Scheint die Sache somit bereits entschieden, könnte der bloggende Wahlbürger aus spätbourgeoiser Bequemlichkeit geneigt sein, auf den Sonntagsurnengang oder die Briefwahl zu verzichten. Auch sein Gewissen als citoyen bliebe gänzlich unbeunruhigt, gäbe es da nicht den Wahl-O-Mat, der ihn zu demokratischer Verantwortung ruft.
Es handelt sich um ein digitales Geduldspiel, welches, 1989 in den Niederlanden ersonnen, anno 2002 von der Bundeszentrale für politische Bildung per Lizenz erworben wurde. Für die Wahl am 18. September hat sich der Chef der Berliner Bildungszentrale zusammen mit einem Team von "engagierten" Jungwählern (Alter 18-26 Jahre) ein Puzzle ausgedacht, das sich aus 38 Thesen und 21 Parteien, d.h. den laut Wahlgesetz teilnahmeberechtigten Parteien, Sekten und Partikeln, zusammensetzt.

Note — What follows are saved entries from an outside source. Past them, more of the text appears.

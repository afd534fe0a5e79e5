// UI module - user-facing dialogs
//
// This module contains:
// - Prompt: The dialog capability the launcher logic talks to, plus fatal error reporting
// - DialogPrompt: Native message boxes and folder picker backed by rfd

pub mod dialogs;
pub mod prompt;

pub use dialogs::DialogPrompt;
pub use prompt::{Answer, Prompt, report_fatal};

Der mündige Spieler-Bürger kann jeweils aus drei Antworten ("Stimme zu" - "neutral" - "Stimme nicht zu") eine wählen, die Frage überspringen oder doppelt gewichten. These Nummer 1 lautet: "Private Wohnungen sollen vollständig als Ferienwohnung vermietet werden dürfen". Die These gehört zu den "sozialen Themen", die laut Thomas Gill, dem Berliner Bildungschef, den Wählern besonders am Herzen liegen. Entsprechend heißt es in These 2: "Berlin soll weitere Flüchtlinge aufnehmen". These 3 zielt auf ein anderes Berliner Herzensanliegen: "Alle Spätverkaufsstellen (´Spätis´) sollen auch sonntags öffnen dürfen." (Die These orientiert sich offenbar an den wahlrelevanten Alkoholbedürfnissen Berliner Pastoren.) An für den Wahlausgang mutmaßlich weniger entscheidende Kunstbeflissene richtet sich These 7: "Freier Eintritt an allen staatlichen Museen Berlins!"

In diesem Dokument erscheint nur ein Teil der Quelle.